Exercise aim: In the material below, find the line with "Self::new(io::stdin().lock(), io::stdout())" and the line with "let mut line = String::new();", then output those two lines and every line between them, exactly.
== == ==
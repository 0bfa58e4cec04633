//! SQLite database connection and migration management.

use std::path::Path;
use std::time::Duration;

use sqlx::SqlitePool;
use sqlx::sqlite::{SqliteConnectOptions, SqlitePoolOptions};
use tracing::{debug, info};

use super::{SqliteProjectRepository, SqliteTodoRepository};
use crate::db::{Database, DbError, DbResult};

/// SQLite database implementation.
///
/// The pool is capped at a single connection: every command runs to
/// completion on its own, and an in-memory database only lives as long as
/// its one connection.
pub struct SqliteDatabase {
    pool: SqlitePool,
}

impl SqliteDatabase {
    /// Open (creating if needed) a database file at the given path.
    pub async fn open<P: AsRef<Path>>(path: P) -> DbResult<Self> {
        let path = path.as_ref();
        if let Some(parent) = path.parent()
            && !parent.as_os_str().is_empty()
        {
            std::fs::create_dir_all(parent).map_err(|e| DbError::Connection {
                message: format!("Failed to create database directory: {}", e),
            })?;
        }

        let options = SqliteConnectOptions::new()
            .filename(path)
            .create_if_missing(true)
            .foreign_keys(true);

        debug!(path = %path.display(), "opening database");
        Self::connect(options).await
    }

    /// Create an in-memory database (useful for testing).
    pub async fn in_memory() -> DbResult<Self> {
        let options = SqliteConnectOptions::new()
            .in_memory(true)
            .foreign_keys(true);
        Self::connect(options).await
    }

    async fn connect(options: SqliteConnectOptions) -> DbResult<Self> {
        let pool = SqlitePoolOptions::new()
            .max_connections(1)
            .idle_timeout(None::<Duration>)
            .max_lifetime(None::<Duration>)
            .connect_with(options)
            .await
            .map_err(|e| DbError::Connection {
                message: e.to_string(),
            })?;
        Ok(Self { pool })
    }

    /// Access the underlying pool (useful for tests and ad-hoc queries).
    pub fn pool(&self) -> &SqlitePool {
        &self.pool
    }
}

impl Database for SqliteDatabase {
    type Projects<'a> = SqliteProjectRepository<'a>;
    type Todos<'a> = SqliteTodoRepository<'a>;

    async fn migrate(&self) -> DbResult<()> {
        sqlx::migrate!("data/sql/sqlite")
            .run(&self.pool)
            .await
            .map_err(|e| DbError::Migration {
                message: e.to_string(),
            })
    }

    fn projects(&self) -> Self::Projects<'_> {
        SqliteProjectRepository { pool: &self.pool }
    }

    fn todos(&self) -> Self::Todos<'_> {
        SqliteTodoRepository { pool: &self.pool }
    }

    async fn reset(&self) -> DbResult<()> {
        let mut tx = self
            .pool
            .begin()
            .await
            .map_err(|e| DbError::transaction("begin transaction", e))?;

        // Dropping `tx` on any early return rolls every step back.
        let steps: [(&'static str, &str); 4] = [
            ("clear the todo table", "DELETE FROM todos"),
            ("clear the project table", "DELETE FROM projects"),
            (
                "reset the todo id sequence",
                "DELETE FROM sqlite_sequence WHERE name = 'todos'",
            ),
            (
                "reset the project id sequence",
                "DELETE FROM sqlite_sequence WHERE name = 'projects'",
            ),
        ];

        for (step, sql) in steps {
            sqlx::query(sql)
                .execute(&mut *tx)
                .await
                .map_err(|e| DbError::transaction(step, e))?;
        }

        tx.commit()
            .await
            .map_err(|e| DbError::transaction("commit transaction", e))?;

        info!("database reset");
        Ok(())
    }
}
== == ==
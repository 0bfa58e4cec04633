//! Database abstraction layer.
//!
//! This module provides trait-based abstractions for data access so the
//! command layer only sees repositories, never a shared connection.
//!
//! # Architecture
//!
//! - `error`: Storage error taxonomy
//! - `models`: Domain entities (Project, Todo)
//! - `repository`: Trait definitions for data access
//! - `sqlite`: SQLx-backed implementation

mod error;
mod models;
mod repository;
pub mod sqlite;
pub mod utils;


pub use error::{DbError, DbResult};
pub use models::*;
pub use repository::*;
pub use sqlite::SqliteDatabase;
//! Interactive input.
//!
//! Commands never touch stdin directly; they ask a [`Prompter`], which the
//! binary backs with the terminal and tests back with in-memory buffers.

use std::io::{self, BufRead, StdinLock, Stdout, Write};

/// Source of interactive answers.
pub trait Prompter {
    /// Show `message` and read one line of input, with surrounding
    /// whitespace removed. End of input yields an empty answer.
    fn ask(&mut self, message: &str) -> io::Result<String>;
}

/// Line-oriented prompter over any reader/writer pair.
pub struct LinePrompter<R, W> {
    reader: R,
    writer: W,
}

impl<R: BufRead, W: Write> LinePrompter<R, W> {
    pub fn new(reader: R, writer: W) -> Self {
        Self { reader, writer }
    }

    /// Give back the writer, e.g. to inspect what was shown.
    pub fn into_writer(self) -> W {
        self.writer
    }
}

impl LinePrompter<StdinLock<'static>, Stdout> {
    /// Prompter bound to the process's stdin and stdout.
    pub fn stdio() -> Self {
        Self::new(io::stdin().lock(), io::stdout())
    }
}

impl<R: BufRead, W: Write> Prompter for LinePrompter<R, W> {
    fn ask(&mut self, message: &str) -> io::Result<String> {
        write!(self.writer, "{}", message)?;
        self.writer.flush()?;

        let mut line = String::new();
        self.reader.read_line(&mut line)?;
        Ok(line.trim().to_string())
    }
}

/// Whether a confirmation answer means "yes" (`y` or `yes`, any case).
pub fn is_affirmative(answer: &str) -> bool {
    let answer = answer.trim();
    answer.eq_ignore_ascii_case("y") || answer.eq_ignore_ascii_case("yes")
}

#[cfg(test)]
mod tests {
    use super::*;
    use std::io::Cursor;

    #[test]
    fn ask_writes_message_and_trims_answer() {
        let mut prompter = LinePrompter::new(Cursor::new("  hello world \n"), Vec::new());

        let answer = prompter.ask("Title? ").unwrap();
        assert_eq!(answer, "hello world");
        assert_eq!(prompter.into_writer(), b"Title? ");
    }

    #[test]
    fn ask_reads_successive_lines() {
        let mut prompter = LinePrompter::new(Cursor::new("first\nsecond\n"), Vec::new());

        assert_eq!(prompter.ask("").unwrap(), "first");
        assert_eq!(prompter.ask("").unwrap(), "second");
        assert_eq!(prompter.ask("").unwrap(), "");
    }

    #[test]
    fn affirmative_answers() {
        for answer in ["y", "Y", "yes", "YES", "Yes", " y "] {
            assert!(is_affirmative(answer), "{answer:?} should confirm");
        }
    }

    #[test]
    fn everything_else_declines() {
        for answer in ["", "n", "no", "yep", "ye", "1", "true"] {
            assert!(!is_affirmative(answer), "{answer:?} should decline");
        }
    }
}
== == ==
Response:
        Self::new(io::stdin().lock(), io::stdout())
    }
}

impl<R: BufRead, W: Write> Prompter for LinePrompter<R, W> {
    fn ask(&mut self, message: &str) -> io::Result<String> {
        write!(self.writer, "{}", message)?;
        self.writer.flush()?;

        let mut line = String::new();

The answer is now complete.